▸ **REQUIRED WORK**
Once you reach the line containing "assert_eq!(vm.ticks(), HEADER_TICKS);" in the data below, restate each line word for word up to and including the one containing "assert_eq!(global(&vm, G0), 5);".

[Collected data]
○ ○ ○ ○

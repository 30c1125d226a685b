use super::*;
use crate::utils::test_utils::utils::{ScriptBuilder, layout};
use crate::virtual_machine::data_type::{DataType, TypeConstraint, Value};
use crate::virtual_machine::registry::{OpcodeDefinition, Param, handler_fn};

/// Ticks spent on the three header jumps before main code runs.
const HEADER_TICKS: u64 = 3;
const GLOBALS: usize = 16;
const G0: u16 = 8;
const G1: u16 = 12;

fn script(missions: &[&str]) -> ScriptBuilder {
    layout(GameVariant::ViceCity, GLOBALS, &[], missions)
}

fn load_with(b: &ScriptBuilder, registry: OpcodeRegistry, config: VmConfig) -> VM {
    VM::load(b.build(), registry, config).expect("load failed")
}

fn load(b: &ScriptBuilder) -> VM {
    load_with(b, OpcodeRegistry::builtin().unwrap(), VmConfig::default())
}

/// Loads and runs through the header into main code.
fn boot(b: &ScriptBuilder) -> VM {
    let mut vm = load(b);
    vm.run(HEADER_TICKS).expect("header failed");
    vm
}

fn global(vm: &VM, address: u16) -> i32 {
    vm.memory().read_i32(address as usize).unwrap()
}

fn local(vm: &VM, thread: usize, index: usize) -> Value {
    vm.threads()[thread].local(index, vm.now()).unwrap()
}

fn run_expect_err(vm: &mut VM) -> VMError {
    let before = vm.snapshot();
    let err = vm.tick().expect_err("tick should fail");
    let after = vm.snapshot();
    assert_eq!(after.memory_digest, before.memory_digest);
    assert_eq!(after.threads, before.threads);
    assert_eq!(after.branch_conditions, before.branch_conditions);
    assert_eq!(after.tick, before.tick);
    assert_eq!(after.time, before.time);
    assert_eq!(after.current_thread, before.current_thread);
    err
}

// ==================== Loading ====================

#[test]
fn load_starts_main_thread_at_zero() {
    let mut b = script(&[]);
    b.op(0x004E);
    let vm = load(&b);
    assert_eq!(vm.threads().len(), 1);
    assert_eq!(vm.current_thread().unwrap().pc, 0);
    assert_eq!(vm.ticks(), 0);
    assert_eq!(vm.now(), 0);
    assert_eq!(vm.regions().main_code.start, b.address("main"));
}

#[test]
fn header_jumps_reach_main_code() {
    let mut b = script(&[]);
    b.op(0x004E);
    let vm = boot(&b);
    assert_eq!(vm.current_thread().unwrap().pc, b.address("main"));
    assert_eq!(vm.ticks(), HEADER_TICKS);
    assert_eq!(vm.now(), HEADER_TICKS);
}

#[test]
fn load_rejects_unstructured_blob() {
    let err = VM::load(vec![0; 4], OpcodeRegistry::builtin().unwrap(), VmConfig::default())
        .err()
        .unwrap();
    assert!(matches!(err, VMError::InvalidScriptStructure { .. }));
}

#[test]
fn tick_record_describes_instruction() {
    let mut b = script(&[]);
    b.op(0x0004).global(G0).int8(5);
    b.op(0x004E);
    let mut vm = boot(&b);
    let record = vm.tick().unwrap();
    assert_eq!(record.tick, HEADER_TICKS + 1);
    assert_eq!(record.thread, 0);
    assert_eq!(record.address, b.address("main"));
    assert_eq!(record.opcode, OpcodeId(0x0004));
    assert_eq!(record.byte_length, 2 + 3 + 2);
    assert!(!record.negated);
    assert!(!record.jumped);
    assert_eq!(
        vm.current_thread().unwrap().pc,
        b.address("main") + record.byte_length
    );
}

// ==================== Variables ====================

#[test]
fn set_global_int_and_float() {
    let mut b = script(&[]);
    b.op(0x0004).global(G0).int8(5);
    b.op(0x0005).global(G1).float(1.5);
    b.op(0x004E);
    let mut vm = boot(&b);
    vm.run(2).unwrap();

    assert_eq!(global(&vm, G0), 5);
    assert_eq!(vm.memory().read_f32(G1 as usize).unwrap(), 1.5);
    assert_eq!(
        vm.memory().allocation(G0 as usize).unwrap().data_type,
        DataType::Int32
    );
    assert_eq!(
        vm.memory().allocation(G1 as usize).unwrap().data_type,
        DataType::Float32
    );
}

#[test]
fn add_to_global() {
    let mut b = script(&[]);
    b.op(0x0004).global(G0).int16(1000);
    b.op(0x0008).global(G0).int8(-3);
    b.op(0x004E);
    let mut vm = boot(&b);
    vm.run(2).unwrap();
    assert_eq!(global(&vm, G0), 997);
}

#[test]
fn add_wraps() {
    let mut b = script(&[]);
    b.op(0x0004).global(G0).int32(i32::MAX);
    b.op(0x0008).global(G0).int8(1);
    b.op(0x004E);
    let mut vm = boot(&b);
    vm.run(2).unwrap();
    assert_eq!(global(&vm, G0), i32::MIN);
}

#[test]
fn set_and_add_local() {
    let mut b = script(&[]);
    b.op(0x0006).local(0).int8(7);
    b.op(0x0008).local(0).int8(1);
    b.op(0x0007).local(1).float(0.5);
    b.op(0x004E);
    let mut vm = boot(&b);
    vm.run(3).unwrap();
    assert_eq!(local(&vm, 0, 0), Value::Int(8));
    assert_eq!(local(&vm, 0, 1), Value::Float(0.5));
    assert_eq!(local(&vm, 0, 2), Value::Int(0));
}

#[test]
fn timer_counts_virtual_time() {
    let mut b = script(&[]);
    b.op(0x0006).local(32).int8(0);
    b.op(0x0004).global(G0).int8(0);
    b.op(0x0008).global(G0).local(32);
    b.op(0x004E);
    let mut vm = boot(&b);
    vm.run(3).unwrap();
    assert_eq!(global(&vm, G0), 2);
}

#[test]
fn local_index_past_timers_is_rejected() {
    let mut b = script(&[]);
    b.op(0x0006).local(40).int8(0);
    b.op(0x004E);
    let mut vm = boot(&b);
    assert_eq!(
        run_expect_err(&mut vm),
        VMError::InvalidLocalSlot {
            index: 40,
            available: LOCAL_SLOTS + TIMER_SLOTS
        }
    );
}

○ ○ ○ ○

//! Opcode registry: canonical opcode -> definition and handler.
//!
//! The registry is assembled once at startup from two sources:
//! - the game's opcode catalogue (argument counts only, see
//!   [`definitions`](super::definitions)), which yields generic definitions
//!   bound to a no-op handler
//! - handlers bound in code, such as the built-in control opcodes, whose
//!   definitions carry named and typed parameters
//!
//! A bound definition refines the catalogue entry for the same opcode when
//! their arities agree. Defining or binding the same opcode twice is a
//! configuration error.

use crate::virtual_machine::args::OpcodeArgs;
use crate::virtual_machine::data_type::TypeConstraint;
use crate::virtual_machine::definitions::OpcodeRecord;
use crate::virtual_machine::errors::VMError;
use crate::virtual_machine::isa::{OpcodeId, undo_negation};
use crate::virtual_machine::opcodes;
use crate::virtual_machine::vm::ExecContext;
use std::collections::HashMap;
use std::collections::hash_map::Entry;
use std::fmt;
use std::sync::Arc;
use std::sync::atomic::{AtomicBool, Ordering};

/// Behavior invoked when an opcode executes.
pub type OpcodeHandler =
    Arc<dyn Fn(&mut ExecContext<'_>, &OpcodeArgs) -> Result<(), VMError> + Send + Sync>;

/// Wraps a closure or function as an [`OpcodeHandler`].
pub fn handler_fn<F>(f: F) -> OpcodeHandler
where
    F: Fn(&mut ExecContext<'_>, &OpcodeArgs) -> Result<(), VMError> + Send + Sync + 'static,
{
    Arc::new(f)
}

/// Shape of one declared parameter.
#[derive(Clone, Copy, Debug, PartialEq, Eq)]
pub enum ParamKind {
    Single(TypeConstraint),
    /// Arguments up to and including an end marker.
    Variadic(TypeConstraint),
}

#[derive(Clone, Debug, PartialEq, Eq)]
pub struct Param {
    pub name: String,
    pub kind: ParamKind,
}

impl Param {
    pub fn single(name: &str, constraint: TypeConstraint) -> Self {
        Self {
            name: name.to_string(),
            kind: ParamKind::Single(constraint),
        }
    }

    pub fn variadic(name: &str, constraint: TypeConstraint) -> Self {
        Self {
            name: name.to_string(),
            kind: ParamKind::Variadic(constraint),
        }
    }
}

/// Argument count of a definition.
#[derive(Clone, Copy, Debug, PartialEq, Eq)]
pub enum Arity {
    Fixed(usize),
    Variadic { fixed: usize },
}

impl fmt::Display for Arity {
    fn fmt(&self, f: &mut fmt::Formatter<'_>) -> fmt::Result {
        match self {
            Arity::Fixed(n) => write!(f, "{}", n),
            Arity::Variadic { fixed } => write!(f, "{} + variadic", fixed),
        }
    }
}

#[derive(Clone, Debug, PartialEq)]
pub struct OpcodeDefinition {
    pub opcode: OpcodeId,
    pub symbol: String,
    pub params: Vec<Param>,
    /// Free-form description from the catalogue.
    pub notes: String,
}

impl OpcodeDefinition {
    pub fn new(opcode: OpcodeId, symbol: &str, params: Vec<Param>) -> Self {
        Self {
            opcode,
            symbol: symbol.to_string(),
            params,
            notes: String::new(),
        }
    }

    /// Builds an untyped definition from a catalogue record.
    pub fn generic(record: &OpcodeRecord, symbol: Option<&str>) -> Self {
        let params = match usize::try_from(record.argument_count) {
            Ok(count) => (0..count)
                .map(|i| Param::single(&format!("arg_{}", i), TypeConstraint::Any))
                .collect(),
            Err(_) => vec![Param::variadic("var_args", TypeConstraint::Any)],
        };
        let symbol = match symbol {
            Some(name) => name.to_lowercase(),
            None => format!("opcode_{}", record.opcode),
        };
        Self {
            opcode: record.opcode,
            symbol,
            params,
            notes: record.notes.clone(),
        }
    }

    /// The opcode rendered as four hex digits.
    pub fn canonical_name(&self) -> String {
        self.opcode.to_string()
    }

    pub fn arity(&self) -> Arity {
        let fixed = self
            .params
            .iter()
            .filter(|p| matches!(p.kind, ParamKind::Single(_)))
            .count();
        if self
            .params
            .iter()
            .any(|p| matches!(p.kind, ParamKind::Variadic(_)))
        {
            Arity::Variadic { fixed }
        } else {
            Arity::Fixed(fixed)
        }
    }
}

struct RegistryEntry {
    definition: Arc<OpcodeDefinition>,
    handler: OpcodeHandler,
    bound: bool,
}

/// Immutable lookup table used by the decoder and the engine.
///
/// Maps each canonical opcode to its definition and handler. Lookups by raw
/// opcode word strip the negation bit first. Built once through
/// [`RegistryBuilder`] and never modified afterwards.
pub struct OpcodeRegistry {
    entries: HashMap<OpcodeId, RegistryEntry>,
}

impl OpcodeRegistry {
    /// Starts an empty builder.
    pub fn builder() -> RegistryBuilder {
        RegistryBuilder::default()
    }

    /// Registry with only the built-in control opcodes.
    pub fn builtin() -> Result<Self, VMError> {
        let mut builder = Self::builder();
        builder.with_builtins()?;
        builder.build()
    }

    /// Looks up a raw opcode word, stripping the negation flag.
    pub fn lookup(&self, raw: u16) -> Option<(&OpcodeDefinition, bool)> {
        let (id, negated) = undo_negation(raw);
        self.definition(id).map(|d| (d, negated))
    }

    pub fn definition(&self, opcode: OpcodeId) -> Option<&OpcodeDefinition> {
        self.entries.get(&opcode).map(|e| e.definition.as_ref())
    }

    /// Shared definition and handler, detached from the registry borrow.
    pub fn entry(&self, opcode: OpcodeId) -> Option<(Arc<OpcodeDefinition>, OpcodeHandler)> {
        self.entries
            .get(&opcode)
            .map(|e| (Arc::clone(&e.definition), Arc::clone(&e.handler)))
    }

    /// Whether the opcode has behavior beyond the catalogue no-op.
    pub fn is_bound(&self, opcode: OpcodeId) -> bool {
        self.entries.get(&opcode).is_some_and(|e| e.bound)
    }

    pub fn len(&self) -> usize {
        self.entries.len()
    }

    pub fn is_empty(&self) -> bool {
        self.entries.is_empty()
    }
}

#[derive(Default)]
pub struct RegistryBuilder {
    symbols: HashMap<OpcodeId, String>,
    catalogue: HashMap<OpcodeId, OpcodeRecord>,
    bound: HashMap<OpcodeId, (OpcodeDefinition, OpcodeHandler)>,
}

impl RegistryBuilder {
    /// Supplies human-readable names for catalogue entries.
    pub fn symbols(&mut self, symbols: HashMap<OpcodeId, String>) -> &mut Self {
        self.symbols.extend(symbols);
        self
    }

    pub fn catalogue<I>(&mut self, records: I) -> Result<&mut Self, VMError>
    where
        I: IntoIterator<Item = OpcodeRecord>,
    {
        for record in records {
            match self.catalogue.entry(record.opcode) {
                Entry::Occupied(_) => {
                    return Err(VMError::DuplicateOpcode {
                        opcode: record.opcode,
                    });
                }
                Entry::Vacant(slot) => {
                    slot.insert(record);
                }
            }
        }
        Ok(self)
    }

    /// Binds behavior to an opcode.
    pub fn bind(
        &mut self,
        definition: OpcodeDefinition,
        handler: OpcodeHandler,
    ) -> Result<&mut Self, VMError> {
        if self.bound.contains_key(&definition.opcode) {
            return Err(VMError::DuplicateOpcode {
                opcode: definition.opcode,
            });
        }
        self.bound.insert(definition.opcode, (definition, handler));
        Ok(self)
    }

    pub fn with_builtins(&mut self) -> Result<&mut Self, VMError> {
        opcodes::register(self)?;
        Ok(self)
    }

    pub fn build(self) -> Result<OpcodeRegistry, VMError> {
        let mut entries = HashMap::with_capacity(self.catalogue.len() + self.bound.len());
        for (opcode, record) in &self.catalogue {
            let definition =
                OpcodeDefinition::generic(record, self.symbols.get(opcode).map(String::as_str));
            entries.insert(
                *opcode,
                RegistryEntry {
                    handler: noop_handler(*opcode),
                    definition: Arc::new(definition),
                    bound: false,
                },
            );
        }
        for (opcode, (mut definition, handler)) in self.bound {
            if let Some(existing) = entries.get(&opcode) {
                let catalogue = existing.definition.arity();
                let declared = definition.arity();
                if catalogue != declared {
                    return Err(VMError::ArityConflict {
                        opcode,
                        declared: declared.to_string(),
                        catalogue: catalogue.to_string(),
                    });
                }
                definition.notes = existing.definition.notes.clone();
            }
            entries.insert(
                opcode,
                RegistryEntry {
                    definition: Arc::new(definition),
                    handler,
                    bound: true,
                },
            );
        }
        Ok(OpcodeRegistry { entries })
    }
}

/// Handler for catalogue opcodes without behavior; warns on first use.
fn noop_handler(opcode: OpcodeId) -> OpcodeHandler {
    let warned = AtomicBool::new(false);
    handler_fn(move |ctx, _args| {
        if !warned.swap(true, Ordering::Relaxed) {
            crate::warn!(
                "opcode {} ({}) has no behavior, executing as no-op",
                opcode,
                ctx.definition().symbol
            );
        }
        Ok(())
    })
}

○ ○ ○ ○

▸ **FINAL ANSWER**
    assert_eq!(vm.ticks(), HEADER_TICKS);
    assert_eq!(vm.now(), HEADER_TICKS);
}

#[test]
fn load_rejects_unstructured_blob() {
    let err = VM::load(vec![0; 4], OpcodeRegistry::builtin().unwrap(), VmConfig::default())
        .err()
        .unwrap();
    assert!(matches!(err, VMError::InvalidScriptStructure { .. }));
}

#[test]
fn tick_record_describes_instruction() {
    let mut b = script(&[]);
    b.op(0x0004).global(G0).int8(5);
    b.op(0x004E);
    let mut vm = boot(&b);
    let record = vm.tick().unwrap();
    assert_eq!(record.tick, HEADER_TICKS + 1);
    assert_eq!(record.thread, 0);
    assert_eq!(record.address, b.address("main"));
    assert_eq!(record.opcode, OpcodeId(0x0004));
    assert_eq!(record.byte_length, 2 + 3 + 2);
    assert!(!record.negated);
    assert!(!record.jumped);
    assert_eq!(
        vm.current_thread().unwrap().pc,
        b.address("main") + record.byte_length
    );
}

// ==================== Variables ====================

#[test]
fn set_global_int_and_float() {
    let mut b = script(&[]);
    b.op(0x0004).global(G0).int8(5);
    b.op(0x0005).global(G1).float(1.5);
    b.op(0x004E);
    let mut vm = boot(&b);
    vm.run(2).unwrap();

    assert_eq!(global(&vm, G0), 5);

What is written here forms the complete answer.